French police said they had made two new arrests during the investigation to attack a church that left three dead in the southern city of Nice.

French police have made two new arrests during the investigation into an attack on a church in the southern city of Nice that killed three people as authorities attempt to understand the alleged murderer’s profile.

The authorities are currently holding a total of six people for questioning in order to understand whether they are connected to the Tunisian Brahim Issaoui, who, according to the prosecutor, carried out the knife rampage early Thursday in the Notre-Dame Basilica.

It is so far unclear whether he had outside help for what French President Emmanuel Macron called an “Islamist terrorist attack”, the latest in a series of violent incidents in France in recent weeks.

The youngest detainees, 25 and 63 years old, were arrested on Saturday at the home of a person arrested earlier that day, a court source told AFP news agency, asking not to be named.

Three other people previously detained on suspected Issaoui ties remain in custody.

Issaoui has been shot dead by police multiple times and is currently in serious condition in the hospital. Investigators were unable to question him and his exact motives remain unclear.

“It is too early to say whether others were complicit, what his motives were for coming to France, and when this idea took root in him,” said another source close to the investigation, who asked not to be named to be on Saturday.

The source said information from two Issaoui phones and an investigation by the Tunisian authorities would be critical to the investigation.

Investigators believe that Issaoui traveled illegally to Europe via the Italian Mediterranean island of Lampedusa on September 20.

It arrived in the Italian mainland port of Bari on October 9, before arriving in Nice two days before the attack.

Lyon attack

France is on the verge of the recent republication of the Prophet Muhammad’s cartoons by Charlie Hebdo magazine, followed by an attack outside its previous offices, the beheading of a teacher and now the attack in Nice.

France received another shock on Saturday when an attacker shot and killed a Greek Orthodox priest at close range while escaping from a church in the French city of Lyon, seriously wounding him.
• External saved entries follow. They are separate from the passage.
//! Purpose: Own the sorted views of one record type and answer keyed lookups.
//! Exports: `Table`, `Index`.
//! Role: Read-only table built once from a record batch; queried through typed key indexes.
//! Invariants: View 0 is sorted by the primary key; each secondary view is a full, independently
//! stable-sorted copy of the same records.
//! Invariants: Uniqueness violations are recorded on the table, never raised during construction.
use std::cmp::Ordering;
use std::fmt::{self, Debug};
use std::sync::Arc;

use crate::core::error::{Error, ErrorKind};
use crate::core::key::{Key, KeyOrder, Schema};
use crate::core::range::RangeView;
use crate::core::record::Record;
use crate::core::search;
use crate::core::validate::{Failure, FailureKind, record_value};

struct View<R> {
    key: Arc<dyn KeyOrder<R>>,
    rows: Vec<R>,
}

impl<R: Debug> Debug for View<R> {
    fn fmt(&self, f: &mut fmt::Formatter<'_>) -> fmt::Result {
        f.debug_struct("View")
            .field("key", &self.key.name())
            .field("rows", &self.rows)
            .finish()
    }
}

#[derive(Debug)]
pub struct Table<R> {
    views: Vec<View<R>>,
    violations: Vec<Failure>,
}

impl<R: Record> Table<R> {
    pub fn new(rows: Vec<R>) -> Self {
        Self::with_schema(rows, &R::schema())
    }

    pub fn with_schema(mut rows: Vec<R>, schema: &Schema<R>) -> Self {
        debug_assert_eq!(schema.primary_name(), R::primary_key().name());
        let keys = schema.keys();
        keys[0].sort(&mut rows);

        let mut views = Vec::with_capacity(keys.len());
        for key in &keys[1..] {
            let mut copy = rows.clone();
            key.sort(&mut copy);
            views.push(View {
                key: Arc::clone(key),
                rows: copy,
            });
        }
        views.insert(
            0,
            View {
                key: Arc::clone(&keys[0]),
                rows,
            },
        );

        let mut violations = Vec::new();
        for (key, view) in keys.iter().zip(&views) {
            if !key.is_unique() {
                continue;
            }
            for (index, value) in key.duplicates(&view.rows) {
                violations.push(Failure {
                    table: R::TABLE.to_string(),
                    kind: FailureKind::DuplicateUniqueKey,
                    message: format!("unique key `{}` has duplicate value {value}", key.name()),
                    record: record_value(&view.rows[index]),
                });
            }
        }

        Self { views, violations }
    }

    pub fn primary(&self) -> Index<'_, R, R::PrimaryKey> {
        Index {
            table: R::TABLE,
            rows: &self.views[0].rows,
            key: R::primary_key(),
        }
    }

    /// Lookup handle for a declared key. A key whose name, key type or extracted
    /// values differ from the declared one is a usage error.
    pub fn index<K>(&self, key: &Key<R, K>) -> Result<Index<'_, R, K>, Error>
    where
        K: Ord + Debug + 'static,
    {
        let usage = |message: String| {
            Error::new(ErrorKind::Usage)
                .with_message(message)
                .with_table(R::TABLE)
        };
        let view = self
            .views
            .iter()
            .find(|view| view.key.name() == key.name())
            .ok_or_else(|| usage(format!("key `{}` is not declared", key.name())))?;
        let declared = view
            .key
            .as_any()
            .downcast_ref::<Key<R, K>>()
            .ok_or_else(|| {
                usage(format!(
                    "key `{}` is declared with another key type",
                    key.name()
                ))
            })?;
        if !declared.agrees_with(key, &view.rows) {
            return Err(usage(format!(
                "key `{}` extracts different values than the declared key",
                key.name()
            )));
        }
        Ok(Index {
            table: R::TABLE,
            rows: &view.rows,
            key: *declared,
        })
    }

    /// Exact match on the primary key.
    pub fn find(&self, key: &R::PrimaryKey) -> Result<&R, Error> {
        self.primary().find_unique(key)
    }

    pub fn try_find(&self, key: &R::PrimaryKey) -> Option<&R> {
        self.primary().try_find(key)
    }
}

impl<R> Table<R> {
    pub fn len(&self) -> usize {
        self.views.first().map_or(0, |view| view.rows.len())
    }

    pub fn is_empty(&self) -> bool {
        self.len() == 0
    }

    /// Records in primary key order.
    pub fn rows(&self) -> &[R] {
        self.views
            .first()
            .map(|view| view.rows.as_slice())
            .unwrap_or_default()
    }

    pub fn all(&self) -> RangeView<'_, R> {
        RangeView::new(self.rows(), 0..self.len(), true)
    }

    pub fn all_reverse(&self) -> RangeView<'_, R> {
        RangeView::new(self.rows(), 0..self.len(), false)
    }

    pub fn key_names(&self) -> Vec<&'static str> {
        self.views.iter().map(|view| view.key.name()).collect()
    }

    /// Duplicate unique-key failures found while building the views.
    pub fn violations(&self) -> &[Failure] {
        &self.violations
    }
}

/// Typed lookups over one sorted view.
#[derive(Debug)]
pub struct Index<'a, R, K> {
    table: &'static str,
    rows: &'a [R],
    key: Key<R, K>,
}

impl<'a, R, K> Clone for Index<'a, R, K> {
    fn clone(&self) -> Self {
        *self
    }
}

impl<'a, R, K> Copy for Index<'a, R, K> {}

impl<'a, R, K> Index<'a, R, K>
where
    K: Ord + Debug,
{
    pub fn rows(&self) -> &'a [R] {
        self.rows
    }

    pub fn all(&self) -> RangeView<'a, R> {
        RangeView::new(self.rows, 0..self.rows.len(), true)
    }

    fn position(&self, key: &K) -> Option<usize> {
        let extract = self.key.extractor();
        match self.key.comparator() {
            None => search::find_first_ord(self.rows, key, extract),
            Some(compare) => search::find_first(self.rows, key, extract, compare),
        }
    }

    fn compare(&self, a: &K, b: &K) -> Ordering {
        self.key.compare(a, b)
    }

    pub fn find_unique(&self, key: &K) -> Result<&'a R, Error> {
        self.try_find(key).ok_or_else(|| {
            Error::new(ErrorKind::RecordNotFound)
                .with_message(format!("no record for key `{}`", self.key.name()))
                .with_table(self.table)
                .with_key(key)
        })
    }

    pub fn try_find(&self, key: &K) -> Option<&'a R> {
        self.position(key).map(|index| &self.rows[index])
    }

    /// Nearest record at/below (`select_lower`) or at/above `key`.
    pub fn find_unique_closest(&self, key: &K, select_lower: bool) -> Option<&'a R> {
        search::find_closest(
            self.rows,
            0..self.rows.len(),
            key,
            self.key.extractor(),
            |a, b| self.compare(a, b),
            select_lower,
        )
        .map(|index| &self.rows[index])
    }

    /// Records with `min <= key <= max`.
    pub fn find_unique_range(&self, min: &K, max: &K, ascending: bool) -> RangeView<'a, R> {
        if self.compare(min, max) == Ordering::Greater {
            return RangeView::empty();
        }
        let all = 0..self.rows.len();
        let extract = self.key.extractor();
        let compare = |a: &K, b: &K| self.compare(a, b);
        let lo = search::find_closest(self.rows, all.clone(), min, extract, compare, false);
        let hi = search::find_closest(self.rows, all, max, extract, compare, true);
        match (lo, hi) {
            (Some(lo), Some(hi)) => RangeView::inclusive(self.rows, lo, hi, ascending),
            _ => RangeView::empty(),
        }
    }

    /// All records sharing `key`, ascending.
    pub fn find_many(&self, key: &K) -> RangeView<'a, R> {
        let all = 0..self.rows.len();
        let extract = self.key.extractor();
        let compare = |a: &K, b: &K| self.compare(a, b);
        let Some(lo) = search::lower_bound(self.rows, all.clone(), key, extract, compare) else {
            return RangeView::empty();
        };
        let Some(hi) = search::upper_bound(self.rows, all, key, extract, compare) else {
            return RangeView::empty();
        };
        RangeView::inclusive(self.rows, lo, hi, true)
    }

    /// The group of equal keys nearest to `key` on the requested side.
    pub fn find_many_closest(&self, key: &K, select_lower: bool) -> RangeView<'a, R> {
        let closest = search::find_closest(
            self.rows,
            0..self.rows.len(),
            key,
            self.key.extractor(),
            |a, b| self.compare(a, b),
            select_lower,
        );
        match closest {
            Some(index) => self.find_many(&self.key.extract(&self.rows[index])),
            None => RangeView::empty(),
        }
    }

    /// Records with `min <= key <= max`; empty without searching when `min > max`.
    pub fn find_many_range(&self, min: &K, max: &K, ascending: bool) -> RangeView<'a, R> {
        if self.compare(min, max) == Ordering::Greater {
            return RangeView::empty();
        }
        let all = 0..self.rows.len();
        let extract = self.key.extractor();
        let compare = |a: &K, b: &K| self.compare(a, b);
        let lo = search::lower_bound_closest(self.rows, all.clone(), min, extract, compare);
        let hi = search::upper_bound_closest(self.rows, all, max, extract, compare);
        RangeView::new(self.rows, lo..hi, ascending)
    }
}

#[cfg(test)]
mod tests {
    use super::Table;
    use crate::core::error::ErrorKind;
    use crate::core::key::{Key, Schema};
    use crate::core::record::Record;
    use crate::core::validate::FailureKind;
    use serde::{Deserialize, Serialize};

    #[derive(Clone, Debug, PartialEq, Serialize, Deserialize)]
    struct Item {
        id: u32,
        name: String,
        kind: u8,
    }

    impl Item {
        const BY_KIND: Key<Item, u8> = Key::non_unique("kind", |item| item.kind);
        const BY_NAME: Key<Item, String> = Key::unique("name", |item| item.name.clone());
    }

    impl Record for Item {
        const TABLE: &'static str = "Item";
        type PrimaryKey = u32;

        fn primary_key() -> Key<Self, u32> {
            Key::unique("id", |item| item.id)
        }

        fn schema() -> Schema<Self> {
            Schema::new(Self::primary_key())
                .with(Self::BY_KIND)
                .with(Self::BY_NAME)
        }
    }

    fn item(id: u32, name: &str, kind: u8) -> Item {
        Item {
            id,
            name: name.to_string(),
            kind,
        }
    }

    fn ids<'a>(rows: impl IntoIterator<Item = &'a Item>) -> Vec<u32> {
        rows.into_iter().map(|item| item.id).collect()
    }

    fn sample() -> Table<Item> {
        Table::new(vec![
            item(1, "A", 2),
            item(3, "C", 1),
            item(2, "B", 2),
        ])
    }

    #[test]
    fn primary_view_is_sorted() {
        let table = sample();
        assert_eq!(ids(table.rows()), vec![1, 2, 3]);
        assert_eq!(ids(table.all_reverse()), vec![3, 2, 1]);
        assert_eq!(table.key_names(), vec!["id", "kind", "name"]);
        assert!(table.violations().is_empty());
    }

    #[test]
    fn unique_lookups_hit_and_miss() {
        let table = sample();
        assert_eq!(table.find(&2).expect("find").name, "B");
        assert!(table.try_find(&9).is_none());
        let err = table.find(&9).expect_err("missing");
        assert_eq!(err.kind(), ErrorKind::RecordNotFound);
        assert_eq!(err.table(), Some("Item"));
        assert_eq!(err.key(), Some("9"));
    }

    #[test]
    fn closest_and_ranges_on_primary() {
        let table = sample();
        let primary = table.primary();
        assert_eq!(primary.find_unique_closest(&5, true).map(|i| i.id), Some(3));
        assert_eq!(primary.find_unique_closest(&0, true), None);
        assert_eq!(primary.find_unique_closest(&0, false).map(|i| i.id), Some(1));
        assert_eq!(ids(primary.find_many_range(&1, &2, true)), vec![1, 2]);
        assert_eq!(ids(primary.find_unique_range(&2, &9, false)), vec![3, 2]);
        assert!(primary.find_many_range(&3, &1, true).is_empty());
        assert!(primary.find_unique_range(&3, &1, true).is_empty());
        assert!(primary.find_unique_range(&4, &9, true).is_empty());
    }

    #[test]
    fn secondary_views_are_independent_copies() {
        let table = sample();
        let by_kind = table.index(&Item::BY_KIND).expect("kind index");
        assert_eq!(by_kind.rows().len(), 3);
        assert_eq!(ids(by_kind.find_many(&2)), vec![1, 2]);
        assert!(by_kind.find_many(&7).is_empty());
        assert_eq!(ids(by_kind.find_many_closest(&5, true)), vec![1, 2]);
        assert_eq!(ids(by_kind.find_many_closest(&0, false)), vec![3]);
        assert!(by_kind.find_many_closest(&5, false).is_empty());

        let by_name = table.index(&Item::BY_NAME).expect("name index");
        assert_eq!(by_name.find_unique(&"C".to_string()).expect("C").id, 3);
        assert_eq!(ids(by_name.find_unique_range(&"A".into(), &"B".into(), true)), vec![1, 2]);
    }

    #[test]
    fn undeclared_key_is_usage_error() {
        let table = sample();
        let undeclared: Key<Item, u8> = Key::non_unique("other", |item| item.kind);
        let err = table.index(&undeclared).expect_err("undeclared");
        assert_eq!(err.kind(), ErrorKind::Usage);
    }

    #[test]
    fn key_reusing_a_declared_name_must_match_it() {
        let table = sample();
        let other_extractor: Key<Item, u8> = Key::non_unique("kind", |item| item.id as u8);
        let err = table.index(&other_extractor).expect_err("different extractor");
        assert_eq!(err.kind(), ErrorKind::Usage);
        assert_eq!(err.table(), Some("Item"));

        let other_type: Key<Item, u32> = Key::non_unique("kind", |item| u32::from(item.kind));
        let err = table.index(&other_type).expect_err("different key type");
        assert_eq!(err.kind(), ErrorKind::Usage);

        let same_values: Key<Item, u8> = Key::non_unique("kind", |item| item.kind);
        let index = table.index(&same_values).expect("equivalent key");
        assert_eq!(ids(index.find_many(&2)), vec![1, 2]);
    }

    #[test]
    fn duplicate_unique_key_is_recorded_once() {
        let table = Table::new(vec![item(7, "x", 0), item(7, "y", 0), item(8, "z", 0)]);
        let violations = table.violations();
        assert_eq!(violations.len(), 1);
        assert_eq!(violations[0].kind, FailureKind::DuplicateUniqueKey);
        assert_eq!(violations[0].table, "Item");
        assert_eq!(violations[0].record["name"], "y");
    }

    #[test]
    fn empty_table_answers_empty() {
        let table: Table<Item> = Table::new(Vec::new());
        assert!(table.is_empty());
        assert!(table.try_find(&1).is_none());
        assert!(table.primary().find_many(&1).is_empty());
        assert!(table.primary().find_many_range(&0, &9, true).is_empty());
        assert_eq!(table.primary().find_unique_closest(&1, true), None);
    }
}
Macron’s comments last week aroused anger in the Muslim world and led tens of thousands of people – from Pakistan to Bangladesh to the Palestinian Territories – to join protests against France.

As the debate on Islam and freedom of expression deepened in recent weeks, many officials and demonstrators in Muslim-majority countries called for a boycott of products made in France.

The Prophet Muhammad is deeply revered by Muslims and any kind of visual representation is forbidden in Islam. The cartoons in question are viewed by them as offensive and Islamophobic because they associate Islam with terrorism.